Information shown -
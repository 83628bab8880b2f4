use chrono::{DateTime, Utc};
use serde::{Deserialize, Serialize};
use uuid::Uuid;
use crate::types::InsightError;
use super::collection::{Document, IndexKey};
use super::database::VISUALIZATIONS;
use super::LocalStore;

/// Saved chart definition over a stored dataset. Rendering happens elsewhere;
/// `config` is kept as opaque JSON.
#[derive(Debug, Clone, PartialEq, Serialize, Deserialize)]
#[serde(rename_all = "camelCase")]
pub struct Visualization {
    pub id: String,
    pub dataset_id: String,
    pub name: String,
    pub chart_type: String,
    pub config: serde_json::Value,
    pub created_at: DateTime<Utc>,
    pub updated_at: DateTime<Utc>,
}

impl Visualization {
    #[must_use]
    pub fn new(
        dataset_id: impl Into<String>,
        name: impl Into<String>,
        chart_type: impl Into<String>,
        config: serde_json::Value,
    ) -> Self {
        let now = Utc::now();
        Self {
            id: Uuid::new_v4().to_string(),
            dataset_id: dataset_id.into(),
            name: name.into(),
            chart_type: chart_type.into(),
            config,
            created_at: now,
            updated_at: now,
        }
    }
}

#[derive(Debug, Clone)]
pub struct VisualizationStore {
    store: LocalStore,
}

impl VisualizationStore {
    pub(crate) const fn new(store: LocalStore) -> Self {
        Self { store }
    }

    /// Upsert; stamps `updated_at` with the store clock.
    pub fn save(&self, visualization: &Visualization) -> Result<Visualization, InsightError> {
        let mut saved = visualization.clone();
        saved.updated_at = self.store.now();
        let body = serde_json::to_value(&saved)?;
        let mut db = self.store.lock()?;
        db.mutate(VISUALIZATIONS, |collection| {
            collection.put(Document::new(saved.id.clone(), body));
            Ok(())
        })?;
        Ok(saved)
    }

    pub fn get(&self, id: &str) -> Result<Option<Visualization>, InsightError> {
        let db = self.store.lock()?;
        db.collection(VISUALIZATIONS)?.get(id).map(Document::decode).transpose()
    }

    /// Visualizations of one dataset, oldest first.
    pub fn list_for_dataset(&self, dataset_id: &str) -> Result<Vec<Visualization>, InsightError> {
        let db = self.store.lock()?;
        let mut out: Vec<Visualization> = db
            .collection(VISUALIZATIONS)?
            .lookup("datasetId", &IndexKey::from(dataset_id))?
            .into_iter()
            .map(Document::decode)
            .collect::<Result<_, _>>()?;
        out.sort_by_key(|v| v.created_at);
        Ok(out)
    }

    pub fn delete(&self, id: &str) -> Result<bool, InsightError> {
        let mut db = self.store.lock()?;
        db.mutate(VISUALIZATIONS, |collection| Ok(collection.remove(id).is_some()))
    }

    /// Removes every visualization of a dataset; returns the count.
    pub fn delete_for_dataset(&self, dataset_id: &str) -> Result<usize, InsightError> {
        let mut db = self.store.lock()?;
        db.mutate(VISUALIZATIONS, |collection| {
            let ids: Vec<String> = collection
                .lookup("datasetId", &IndexKey::from(dataset_id))?
                .into_iter()
                .map(|doc| doc.id.clone())
                .collect();
            for id in &ids {
                collection.remove(id);
            }
            Ok(ids.len())
        })
    }
}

Exercise aim - State the count of lines holding the string "Result" in the listing above, and nothing else.

Problem solution - 6